Novel Dengue Fever Control Strategy: Adult Mosquitos Deliver Poison To Offspring

August 4, 2009 · 0 comments

Novel Dengue Fever Control Strategy: Adult Mosquitos Deliver Poison To Offspring

Poisoned bait is a very old pest control strategy. Because of high chance of serious collateral damage, controversy inevitably follows. For disease carrying, flying insects, the most common control strategy has been to directly poison breeding areas (standing water). It’s difficult to hit all the breeding areas in dense, urban areas And, spraying typically causes collateral damage. Here’s a new variation on that strategy, innovative, less costly, and with a far sharper focus.

To control the Aedes mosquitos that spreads Dengue aka “breakbone” fever, SCiDevNet reports that “Researchers working in the Peruvian Amazon used adult Aedes aegypti mosquitoes to carry an insecticide to their own breeding sites, thus killing most larvae found there.”

During their life cycle adult mosquitoes must travel between breeding grounds and resting places. Researchers exploited this trait by disseminating a safe and persistent insecticide called pyriproxyfen in the areas where adult mosquitoes rest. The insecticide is neither lethal nor repellent to adults.
The adults then take the insecticide to breeding grounds. This strategy ensures a strong, wide coverage of aquatic breeding sites by treating only a small portion of the adult resting areas because adult mosquitoes move around so much.

Pyriproxyfen (a.k.a. methoprene), the active ingredient used to treat ‘mosquito rest stations’ in this research, is a common ingredient in flea control medicines used on cats and dogs. USEPA has a methoprene fact sheet (PDF) available which describes the risks and benefits in fairly scientific terms. Here’s an important excerpt.

The available information indicates that Methoprene will not result in unreasonable adverse effects on the environment since Methoprene degrades rapidly in sunlight27, both in water28 and on inert surfaces.

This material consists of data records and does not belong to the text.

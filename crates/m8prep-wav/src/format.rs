//! WAV format-chunk contents.

use crate::error::{WavError, WavResult};

/// Format tag for uncompressed integer PCM.
pub const FORMAT_TAG_PCM: u16 = 1;

/// Format tag for IEEE floating-point samples.
pub const FORMAT_TAG_FLOAT: u16 = 3;

/// Parsed contents of a "fmt " chunk.
#[derive(Debug, Clone, Copy, PartialEq, Eq)]
pub struct WaveFormat {
    /// Encoding tag (1 = integer PCM, 3 = IEEE float).
    pub format_tag: u16,
    /// Number of channels (1 = mono, 2 = stereo).
    pub channels: u16,
    /// Sample rate in Hz.
    pub sample_rate: u32,
    /// Average bytes per second.
    pub avg_bytes_per_sec: u32,
    /// Bytes per complete sample frame (all channels).
    pub block_align: u16,
    /// Bits per sample (per channel).
    pub bits_per_sample: u16,
}

impl WaveFormat {
    /// Decodes the 16-byte PCM format block.
    pub fn from_bytes(bytes: &[u8; 16]) -> Self {
        Self {
            format_tag: u16::from_le_bytes([bytes[0], bytes[1]]),
            channels: u16::from_le_bytes([bytes[2], bytes[3]]),
            sample_rate: u32::from_le_bytes([bytes[4], bytes[5], bytes[6], bytes[7]]),
            avg_bytes_per_sec: u32::from_le_bytes([bytes[8], bytes[9], bytes[10], bytes[11]]),
            block_align: u16::from_le_bytes([bytes[12], bytes[13]]),
            bits_per_sample: u16::from_le_bytes([bytes[14], bytes[15]]),
        }
    }

    /// Calculates bytes per sample (per channel).
    pub fn bytes_per_sample(&self) -> u16 {
        self.bits_per_sample / 8
    }

    /// Block align as recomputed from channels and bits per sample.
    ///
    /// Widened to u32: both factors come straight from the file, and their
    /// product can exceed u16 for hostile headers.
    pub fn expected_block_align(&self) -> u32 {
        self.channels as u32 * self.bytes_per_sample() as u32
    }

    /// Checks the stored block align against channels and sample width.
    pub fn validate_block_align(&self) -> WavResult<()> {
        let expected = self.expected_block_align();
        if expected == 0 || self.block_align as u32 != expected {
            return Err(WavError::InvalidBlockAlign {
                expected,
                actual: self.block_align,
            });
        }
        Ok(())
    }

    /// Returns this format re-targeted to a new sample width, with block
    /// align and byte rate recomputed.
    pub fn with_bits_per_sample(&self, bits: u16) -> Self {
        // A narrower width than the validated original always fits in u16;
        // the byte rate still needs saturation for extreme sample rates.
        let block_align = (self.channels as u32 * (bits as u32 / 8)) as u16;
        let byte_rate = self.sample_rate as u64 * block_align as u64;
        Self {
            format_tag: self.format_tag,
            channels: self.channels,
            sample_rate: self.sample_rate,
            avg_bytes_per_sec: u32::try_from(byte_rate).unwrap_or(u32::MAX),
            block_align,
            bits_per_sample: bits,
        }
    }
}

Methoprene is also metabolized rapidly in soil and does not leach29. Thus, Methoprene is not expected to persist in soil or contaminate ground water.

Ecological effects Methoprene has been shown to be practically non-toxic to terrestrial species…

Use of this relatively benign larvacide to control such a widespread, misery-causing, and potentially deadly disease as Dengue is a reversal of the historic “exterminator” mindset, which typically matched the most dangerous of pesticides with the most dangerous of disease-causing pests – with wildlife and possibly humans to subsequently take the damaging side effects.